In [1]:
import requests, re, random
from SPARQLWrapper import SPARQLWrapper, JSON

### Data Gathering

In [2]:
def get_revisions(Property,rvcontinue=None):
    """
    Input:
    Property,rvcontinue
    
    Output:
    revisions, rvcontinue
    """
    URL = "https://www.wikidata.org/w/api.php"
    # defining a params dict for the parameters to be sent to the API
    PARAMS = {"action":"query",
              "prop":"revisions",
              "format":"json",
              "rvlimit":"500",
              "titles":"Property:{}".format(Property),
              "rvdir":"newer",
              "rvcontinue": rvcontinue}
    
    # sending get request and saving the response as response object
    r = requests.get(url = URL,params = PARAMS)

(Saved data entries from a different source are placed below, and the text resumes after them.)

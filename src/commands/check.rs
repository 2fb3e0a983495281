//! Query-only update check.
//!
//! Asks the build service for the newest successful build and reports
//! whether it is newer than the installed version. Nothing is downloaded.

use crate::api::cloud_build::CloudBuild;
use crate::libs::connectivity;
use crate::libs::messages::Message;
use crate::libs::platform::PlatformProfile;
use crate::libs::settings::AppSettings;
use crate::{msg_error, msg_info, msg_print, msg_warning};
use anyhow::Result;
use reqwest::Client;
use std::time::Duration;

pub async fn cmd() -> Result<()> {
    let settings = match AppSettings::load()? {
        Some(settings) => settings,
        None => {
            msg_warning!(Message::SettingsNotFound);
            return Ok(());
        }
    };

    let profile = PlatformProfile::detect();
    let client = Client::builder().connect_timeout(Duration::from_secs(10)).build()?;

    if !connectivity::is_online(&client).await {
        msg_warning!(Message::Offline);
        return Ok(());
    }

    msg_print!(Message::CheckingForUpdate);

    match CloudBuild::new(client, &settings).fetch_latest_build(profile.tag).await {
        Ok(remote) if remote.build_number > settings.version => {
            msg_info!(Message::UpdateAvailable {
                remote: remote.build_number,
                installed: settings.version,
            });
        }
        Ok(_) => msg_print!(Message::NoUpdateRequired),
        Err(e) => msg_error!(Message::QueryFailed(e.to_string())),
    }

    Ok(())
}
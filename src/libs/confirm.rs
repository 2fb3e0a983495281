//! Yes/no confirmation capability.
//!
//! Update decisions and the first-run wizard both block on a yes/no answer
//! from the operator. The question is asked through this trait rather than
//! the terminal directly, so decision logic stays testable without a tty.

use anyhow::Result;
use dialoguer::{theme::ColorfulTheme, Confirm as DialoguerConfirm};

/// Answers a yes/no question.
pub trait Confirm {
    fn confirm(&mut self, prompt: &str) -> Result<bool>;
}

/// Terminal-backed provider. No default answer is configured, so Enter and
/// any key other than y/n re-prompt instead of being taken as an answer.
pub struct ConsoleConfirm;

impl Confirm for ConsoleConfirm {
    fn confirm(&mut self, prompt: &str) -> Result<bool> {
        Ok(DialoguerConfirm::with_theme(&ColorfulTheme::default()).with_prompt(prompt).interact()?)
    }
}
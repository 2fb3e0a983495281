pub mod check;
pub mod init;
pub mod launch;
pub mod run;

use anyhow::Result;
use clap::{Parser, Subcommand};

#[derive(Debug, Subcommand)]
enum Commands {
    #[command(about = "Check for a new build, install it, and launch the client")]
    Run,
    #[command(about = "Settings initialization")]
    Init(init::InitArgs),
    #[command(about = "Report whether a newer build is available")]
    Check,
    #[command(about = "Launch the installed client without updating")]
    Launch,
}

#[derive(Debug, Parser)]
#[command(author, version, about, long_about = None)]
pub struct Cli {
    #[command(subcommand)]
    command: Option<Commands>,
}

impl Cli {
    pub async fn menu() -> Result<()> {
        let cli = Self::parse();
        // Bare invocation behaves like `run`: this is a launcher first.
        match cli.command.unwrap_or(Commands::Run) {
            Commands::Run => run::cmd().await,
            Commands::Init(args) => init::cmd(args),
            Commands::Check => check::cmd().await,
            Commands::Launch => launch::cmd(),
        }
    }
}
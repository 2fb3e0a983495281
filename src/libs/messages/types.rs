#[derive(Debug, Clone)]
pub enum Message {
    // === SETTINGS MESSAGES ===
    Greeting(String),
    SettingsBootstrapIntro,
    SettingsSaved,
    SettingsSaveFailed(String),
    SettingsDeleted,
    SettingsNotFound,
    PromptGreeting,
    PromptOrgId,
    PromptProjectId,
    PromptApiKey,
    PromptAutoUpdate,

    // === PLATFORM MESSAGES ===
    OsDetectFallback(String),

    // === CONNECTIVITY MESSAGES ===
    Offline,

    // === UPDATE CHECK MESSAGES ===
    CheckingForUpdate,
    NewBuildFound(i64),
    UpdateAvailable { remote: i64, installed: i64 },
    NoUpdateRequired,
    UpdateDeclined,
    QueryFailed(String),
    PromptConfirmUpdate,

    // === DOWNLOAD MESSAGES ===
    Connecting,
    DownloadSizeMb(u64),
    DownloadStarted,
    DownloadSaved(String),
    DownloadComplete,
    DownloadFailed(String),

    // === INSTALL MESSAGES ===
    RemovingPreviousInstall(String),
    Extracting(String),
    ExtractTimedOut,
    InstallFailed(String),
    ClientUpdated(i64),

    // === LAUNCH MESSAGES ===
    LaunchingClient,
    ClientNotFound,
    LaunchFailed(String),
}
use anyhow::Result;
use std::env::consts::OS;
use std::env::var;
use std::fs;
use std::path::{Path, PathBuf};

pub const VENDOR_NAME: &str = "bretb";
pub const APP_NAME: &str = "patchup";

#[derive(Clone)]
pub struct DataStorage {
    base_path: PathBuf,
}

impl DataStorage {
    pub fn new() -> Self {
        let base_path = match OS {
            "windows" => var("LOCALAPPDATA").unwrap_or_else(|_| ".".into()),
            "macos" => var("HOME").unwrap_or_else(|_| ".".into()) + "/Library/Application Support",
            _ => var("HOME").unwrap_or_else(|_| ".".into()) + "/.local/share",
        };
        let base_path = Path::new(&base_path).join(VENDOR_NAME).join(APP_NAME);

        Self { base_path }
    }

    pub fn get_path(&self, file_name: &str) -> Result<PathBuf> {
        if !self.base_path.exists() {
            fs::create_dir_all(&self.base_path)?;
        }
        Ok(self.base_path.join(file_name))
    }
}

impl Default for DataStorage {
    fn default() -> Self {
        Self::new()
    }
}
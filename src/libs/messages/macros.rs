//! Convenient macros for application messaging and logging.
//!
//! All console output goes through these macros. In normal mode they print
//! plainly to stdout/stderr; when debug mode is enabled (`PATCHUP_DEBUG` or
//! `RUST_LOG` set) they route through the `tracing` system instead, so the
//! same call sites serve both interactive use and structured logging.

use std::sync::OnceLock;

/// Cached debug mode flag so the environment is only inspected once.
static DEBUG_MODE: OnceLock<bool> = OnceLock::new();

/// Checks if debug mode is enabled, with caching for performance.
///
/// Debug mode is on when either `PATCHUP_DEBUG` or the standard `RUST_LOG`
/// environment variable is set.
#[doc(hidden)]
pub fn is_debug_mode() -> bool {
    *DEBUG_MODE.get_or_init(|| std::env::var("PATCHUP_DEBUG").is_ok() || std::env::var("RUST_LOG").is_ok())
}

/// Prints a general message, routed to `tracing::info!` in debug mode.
#[macro_export]
macro_rules! msg_print {
    ($msg:expr) => {
        if $crate::libs::messages::macros::is_debug_mode() {
            tracing::info!("{}", $msg);
        } else {
            println!("{}", $msg);
        }
    };
    ($msg:expr, true) => {
        if $crate::libs::messages::macros::is_debug_mode() {
            tracing::info!("\n{}\n", $msg);
        } else {
            println!("\n{}\n", $msg);
        }
    };
}

/// Prints a success message with ✅ prefix.
#[macro_export]
macro_rules! msg_success {
    ($msg:expr) => {
        if $crate::libs::messages::macros::is_debug_mode() {
            tracing::info!("✅ {}", $msg);
        } else {
            println!("✅ {}", $msg);
        }
    };
}

/// Prints an error message with ❌ prefix. Uses stderr in normal mode so
/// errors stay separable from regular output.
#[macro_export]
macro_rules! msg_error {
    ($msg:expr) => {
        if $crate::libs::messages::macros::is_debug_mode() {
            tracing::error!("❌ {}", $msg);
        } else {
            eprintln!("❌ {}", $msg);
        }
    };
}

/// Prints a warning message with ⚠️ prefix.
#[macro_export]
macro_rules! msg_warning {
    ($msg:expr) => {
        if $crate::libs::messages::macros::is_debug_mode() {
            tracing::warn!("⚠️ {}", $msg);
        } else {
            println!("⚠️ {}", $msg);
        }
    };
}

/// Prints an informational message with ℹ️ prefix.
#[macro_export]
macro_rules! msg_info {
    ($msg:expr) => {
        if $crate::libs::messages::macros::is_debug_mode() {
            tracing::info!("ℹ️ {}", $msg);
        } else {
            println!("ℹ️ {}", $msg);
        }
    };
}

/// Debug-only message with 🔍 prefix. Suppressed entirely in normal mode.
#[macro_export]
macro_rules! msg_debug {
    ($msg:expr) => {
        if $crate::libs::messages::macros::is_debug_mode() {
            tracing::debug!("🔍 {}", $msg);
        }
    };
}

    # extracting data in json format
    data = r.json()
    
    # Get revisions
    pages = data['query']['pages']
    keys = pages.keys()
    revisions = [pages[k]['revisions'] for k in keys]
    rvcontinue = data['continue']['rvcontinue'] if 'continue' in data else None
    
    return revisions, rvcontinue

In [3]:
def get_all_revisions(Property,rvcontinue=None):
    
    all_revisions = []
        
    while True:
        revisions, rvcontinue = get_revisions(Property,rvcontinue)
        all_revisions += revisions[0]
        
        if rvcontinue is None:
            break

    return all_revisions

In [12]:
all_revisions = get_all_revisions('P54')

### Data parsing


|Attribute |Add| Update |Remove|
|---|---|---|---|
|label |wbsetlabel-add| wbsetlabel-set| wbsetlabel-remove|
|description |wbsetdescription-add| wbsetdescription-set| wbsetdescription-remove|
|alias |wbsetaliases-add |wbsetaliases-add-remove| wbsetaliases-remove|

wbsetlabeldescriptionaliases
wbeditentity-create

In [5]:
tag_pattern = "(?<=\/\*)(.*)(?=\*\/)"
description_pattern = "(?<=\*\/)[^\]]+"
language_pattern = "(?<=\|)[^\]]+"

In [6]:
attributes_dict = {"wbsetlabel-":["label"],
                   "wbeditentity-create":["label"],
                   "wbsetdescription-":["description"],
                   "wbsetaliases-":["alias"],
                   "wbsetlabeldescriptionaliases":["label","description","alias"]}

actions_dict = {"-add":"add",
                "-update":"update",
                "-set":"update",
                "-add-remove":"update",
                "-remove":"remove"}

In [17]:
def parse_revisions(all_revisions):
    for revision in all_revisions.copy():
        print("test")
        print(revision)
        if(not comment in revision):
            pri
        comment = revision['comment']
        tag = re.findall(tag_pattern, comment)
        if(not tag):
            all_revisions.remove(revision)
            continue

        tag =tag[0]
        attributes = [v for k,v in attributes_dict.items() if k in tag]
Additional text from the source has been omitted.